DATA SHOWN –

_ _ _

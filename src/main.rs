//! Carros crawler main entry point
//!
//! This is the command-line interface for the used-car listing harvester.

use anyhow::Context;
use carros_crawler::clock::{Clock, SystemClock};
use carros_crawler::config::{load_config_with_hash, Config};
use carros_crawler::crawler::{Coordinator, HttpFetcher, RunScheduler};
use carros_crawler::export::{BatchExporter, SupabaseStore};
use clap::Parser;
use std::path::PathBuf;
use std::sync::Arc;
use std::time::Duration;
use tracing_subscriber::EnvFilter;

/// Carros crawler: periodic used-car listing harvester
///
/// Walks the configured listing index, enriches every listing from its
/// detail page, and uploads each batch as a timestamped CSV object.
#[derive(Parser, Debug)]
#[command(name = "carros-crawler")]
#[command(version = "1.0.0")]
#[command(about = "Periodic used-car listing harvester", long_about = None)]
struct Cli {
    /// Path to TOML configuration file
    #[arg(value_name = "CONFIG")]
    config: PathBuf,

    /// Increase logging verbosity (-v, -vv, -vvv)
    #[arg(short, long, action = clap::ArgAction::Count)]
    verbose: u8,

    /// Suppress non-error output
    #[arg(short, long, conflicts_with = "verbose")]
    quiet: bool,

    /// Run a single crawl and export cycle, then exit
    #[arg(long, conflicts_with = "dry_run")]
    once: bool,

    /// Validate config and show what would be crawled without any network access
    #[arg(long)]
    dry_run: bool,
}

#[tokio::main]
async fn main() -> anyhow::Result<()> {
    let cli = Cli::parse();

    setup_logging(cli.verbose, cli.quiet);

    tracing::info!("Loading configuration from: {}", cli.config.display());
    let (config, hash) = load_config_with_hash(&cli.config)
        .with_context(|| format!("Failed to load configuration {}", cli.config.display()))?;
    tracing::info!("Configuration loaded successfully (hash: {})", hash);

    if cli.dry_run {
        handle_dry_run(&config)
    } else {
        handle_crawl(config, cli.once).await
    }
}

/// Sets up the logging/tracing subscriber based on verbosity level
fn setup_logging(verbose: u8, quiet: bool) {
    let filter = if quiet {
        EnvFilter::new("error")
    } else {
        match verbose {
            0 => EnvFilter::new("carros_crawler=info,warn"),
            1 => EnvFilter::new("carros_crawler=debug,info"),
            2 => EnvFilter::new("carros_crawler=trace,debug"),
            _ => EnvFilter::new("trace"),
        }
    };

    tracing_subscriber::fmt()
        .with_env_filter(filter)
        .with_target(false)
        .with_thread_ids(false)
        .with_file(false)
        .init();
}

/// Handles the --dry-run mode: validates config and shows what would be crawled
fn handle_dry_run(config: &Config) -> anyhow::Result<()> {
    let coordinator = Coordinator::new(
        config.crawler.clone(),
        HttpFetcher::new(
            &config.user_agent,
            Duration::from_secs(config.crawler.request_timeout_secs),
        )?,
        Arc::new(SystemClock),
    )?;

    println!("=== Carros Crawler Dry Run ===\n");

    println!("Crawler Configuration:");
    println!("  First listing page: {}", coordinator.page_url(1));
    println!("  Target count: {}", config.crawler.target_count);
    println!("  Page delay: {}ms", config.crawler.page_delay_ms);
    println!("  Detail delay: {}ms", config.crawler.detail_delay_ms);
    println!("  Request timeout: {}s", config.crawler.request_timeout_secs);
    println!("  Power marker: {:?}", config.crawler.power_marker);

    println!("\nUser Agent:");
    println!("  {}", config.user_agent.value);

    println!("\nStorage:");
    println!("  Endpoint: {}", config.storage.endpoint);
    println!("  Bucket: {}", config.storage.bucket);
    println!("  Key pattern: {}<unix timestamp>.csv", config.storage.key_prefix);
    println!("  Local directory: {}", config.storage.local_dir.display());
    println!(
        "  Credential variable: {} ({})",
        config.storage.api_key_env,
        if std::env::var_os(&config.storage.api_key_env).is_some() {
            "set"
        } else {
            "NOT SET"
        }
    );

    println!("\nSchedule:");
    println!("  Interval: {}s", config.schedule.interval_secs);

    println!("\n✓ Configuration is valid");

    Ok(())
}

/// Handles the main crawl operation
async fn handle_crawl(config: Config, once: bool) -> anyhow::Result<()> {
    let timeout = Duration::from_secs(config.crawler.request_timeout_secs);
    let clock: Arc<dyn Clock> = Arc::new(SystemClock);

    let fetcher = HttpFetcher::new(&config.user_agent, timeout)
        .context("Failed to build HTTP client")?;
    let coordinator = Coordinator::new(config.crawler.clone(), fetcher, clock.clone())?;

    let store = SupabaseStore::from_config(&config.storage, timeout)
        .context("Failed to set up object storage")?;
    let exporter = BatchExporter::new(config.storage.clone(), store, clock.clone());

    let scheduler = RunScheduler::new(
        coordinator,
        exporter,
        clock,
        Duration::from_secs(config.schedule.interval_secs),
    );

    let max_cycles = once.then_some(1);
    tracing::info!(
        "Crawling {} (target {} records per cycle)",
        config.crawler.base_url,
        config.crawler.target_count
    );

    tokio::select! {
        cycles = scheduler.run(max_cycles) => {
            tracing::info!("Finished after {} cycle(s)", cycles);
        }
        _ = tokio::signal::ctrl_c() => {
            tracing::warn!("Interrupted; records of the running cycle were not exported");
        }
    }

    Ok(())
}
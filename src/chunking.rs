//! Paragraph-boundary text chunker.
//!
//! Splits a document's raw text into [`Chunk`]s that respect a
//! configurable `max_tokens` limit, splitting on paragraph boundaries
//! (`\n\n`) to preserve semantic coherence within each chunk. Chunk ids
//! are derived deterministically from the parent catalog id and chunk
//! index (`crate::ids::chunk_id`) so re-chunking identical input is
//! idempotent. Concept fields are left empty here — chunk enrichment
//! (`crate::enrichment::matcher`) fills them in once the parent
//! document's concepts are known.

use crate::ids;
use crate::models::Chunk;

/// Approximate chars-per-token ratio.
const CHARS_PER_TOKEN: usize = 4;

/// Split text into chunks on paragraph boundaries, respecting
/// `max_tokens`. Returns chunks with contiguous indices starting at 0.
pub fn chunk_text(catalog_id: u64, text: &str, max_tokens: usize) -> Vec<Chunk> {
    let max_chars = max_tokens * CHARS_PER_TOKEN;

    if text.is_empty() {
        return vec![make_chunk(catalog_id, 0, text)];
    }

    let paragraphs: Vec<&str> = text.split("\n\n").collect();
    let mut chunks = Vec::new();
    let mut current_buf = String::new();
    let mut chunk_index: usize = 0;

    for para in paragraphs {
        let trimmed = para.trim();
        if trimmed.is_empty() {
            continue;
        }

        let would_be = if current_buf.is_empty() {
            trimmed.len()
        } else {
            current_buf.len() + 2 + trimmed.len()
        };

        if would_be > max_chars && !current_buf.is_empty() {
            chunks.push(make_chunk(catalog_id, chunk_index, &current_buf));
            chunk_index += 1;
            current_buf.clear();
        }

        if trimmed.len() > max_chars {
            if !current_buf.is_empty() {
                chunks.push(make_chunk(catalog_id, chunk_index, &current_buf));
                chunk_index += 1;
                current_buf.clear();
            }
            let mut remaining = trimmed;
            while !remaining.is_empty() {
                let split_at = remaining.len().min(max_chars);
                let actual_split = if split_at < remaining.len() {
                    remaining[..split_at]
                        .rfind('\n')
                        .or_else(|| remaining[..split_at].rfind(' '))
                        .map(|pos| pos + 1)
                        .unwrap_or(split_at)
                } else {
                    split_at
                };
                let piece = &remaining[..actual_split];
                chunks.push(make_chunk(catalog_id, chunk_index, piece.trim()));
                chunk_index += 1;
                remaining = &remaining[actual_split..];
            }
        } else {
            if !current_buf.is_empty() {
                current_buf.push_str("\n\n");
            }
            current_buf.push_str(trimmed);
        }
    }

    if !current_buf.is_empty() {
        chunks.push(make_chunk(catalog_id, chunk_index, &current_buf));
    }

    if chunks.is_empty() {
        chunks.push(make_chunk(catalog_id, 0, text.trim()));
    }

    chunks
}

fn make_chunk(catalog_id: u64, index: usize, text: &str) -> Chunk {
    Chunk {
        id: ids::chunk_id(catalog_id, index),
        catalog_id,
        chunk_index: index,
        text: text.to_string(),
        concepts: Vec::new(),
        concept_density: 0.0,
        embedding: Vec::new(),
        page: None,
    }
}
//! Core entity types: Document (catalog entry), Chunk (passage),
//! Concept, and Category, plus the scored-result types the ranking
//! engine assembles.
//!
//! These replace the source-connector-oriented `Document`/`Chunk`
//! pair the teacher crate used for a sync pipeline; the shapes below
//! follow the data model in `SPEC_FULL.md` §3 instead.

use serde::{Deserialize, Serialize};

/// A document in the catalog collection.
#[derive(Debug, Clone, Serialize, Deserialize)]
pub struct Document {
    pub id: u64,
    pub source: String,
    pub title: String,
    pub summary: String,
    pub primary_concepts: Vec<String>,
    pub technical_terms: Vec<String>,
    pub category_ids: Vec<u64>,
    pub embedding: Vec<f32>,
    pub ocr_processed: bool,
    pub content_hash: String,
}

impl Document {
    /// Union of the concepts and technical terms this document was
    /// extracted with — the candidate set chunk enrichment matches
    /// against (spec.md §4.5).
    pub fn concept_candidates(&self) -> Vec<String> {
        let mut set: Vec<String> = self.primary_concepts.clone();
        for term in &self.technical_terms {
            if !set.iter().any(|c| c.eq_ignore_ascii_case(term)) {
                set.push(term.clone());
            }
        }
        set
    }
}

/// A passage extracted from a document.
#[derive(Debug, Clone, Serialize, Deserialize)]
pub struct Chunk {
    pub id: u64,
    pub catalog_id: u64,
    pub chunk_index: usize,
    pub text: String,
    pub concepts: Vec<String>,
    pub concept_density: f32,
    pub embedding: Vec<f32>,
    pub page: Option<u32>,
}

/// Coarse classification of a concept, per the three-type model
/// (spec.md §9 — the two-type schema in older source material is not
/// followed).
#[derive(Debug, Clone, Copy, PartialEq, Eq, Serialize, Deserialize)]
#[serde(rename_all = "snake_case")]
pub enum ConceptType {
    Thematic,
    Terminology,
    Acronym,
}

/// A normalized named idea with sources, related concepts, optional
/// WordNet relations, and an embedding.
#[derive(Debug, Clone, Serialize, Deserialize)]
pub struct Concept {
    pub id: u64,
    pub name: String,
    pub concept_type: ConceptType,
    pub category_ids: Vec<u64>,
    pub sources: Vec<u64>,
    pub related_concepts: Vec<String>,
    pub synonyms: Vec<String>,
    pub hypernyms: Vec<String>,
    pub hyponyms: Vec<String>,
    pub chunk_count: u32,
    pub embedding: Vec<f32>,
    pub weight: f32,
}

/// A coarse domain label organised hierarchically.
#[derive(Debug, Clone, Serialize, Deserialize)]
pub struct Category {
    pub id: u64,
    pub name: String,
    pub aliases: Vec<String>,
    pub parent_id: Option<u64>,
    pub summary: String,
    pub embedding: Vec<f32>,
}

/// Per-signal component scores, suppressed in tool responses unless
/// the caller sets `debug=true` (spec.md §4.4 "score gating").
#[derive(Debug, Clone, Copy, Default, Serialize, Deserialize)]
pub struct ComponentScores {
    pub vector_score: f32,
    pub bm25_score: f32,
    pub title_score: f32,
    pub concept_score: f32,
    pub wordnet_score: f32,
}

/// A single term in the expansion record, carrying the weight it was
/// added with and (when available) which synonym/hypernym source
/// produced it.
#[derive(Debug, Clone, Serialize, Deserialize)]
pub struct ExpandedTerm {
    pub term: String,
    pub weight: f32,
    pub source: ExpansionSource,
}

#[derive(Debug, Clone, Copy, PartialEq, Eq, Serialize, Deserialize)]
#[serde(rename_all = "snake_case")]
pub enum ExpansionSource {
    Original,
    ConceptCorpus,
    WordNetSynonym,
    WordNetHypernym,
}

/// A single scored hit from the hybrid ranking engine, generic over
/// operation (catalog/chunk/concept search render different payload
/// shapes on top of this shared scoring envelope).
#[derive(Debug, Clone, Serialize, Deserialize)]
pub struct ScoredResult {
    pub id: u64,
    pub catalog_id: u64,
    pub source: String,
    pub title: Option<String>,
    pub text: String,
    pub concepts: Vec<String>,
    pub concept_density: f32,
    pub page: Option<u32>,
    pub hybrid_score: f32,
    pub scores: Option<ComponentScores>,
}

_ _ _

Pick out the lines above containing the word "single", then copy them.

WRITTEN SOLUTION –
    /// Run a single crawl and export cycle, then exit
/// A single term in the expansion record, carrying the weight it was
/// A single scored hit from the hybrid ranking engine, generic over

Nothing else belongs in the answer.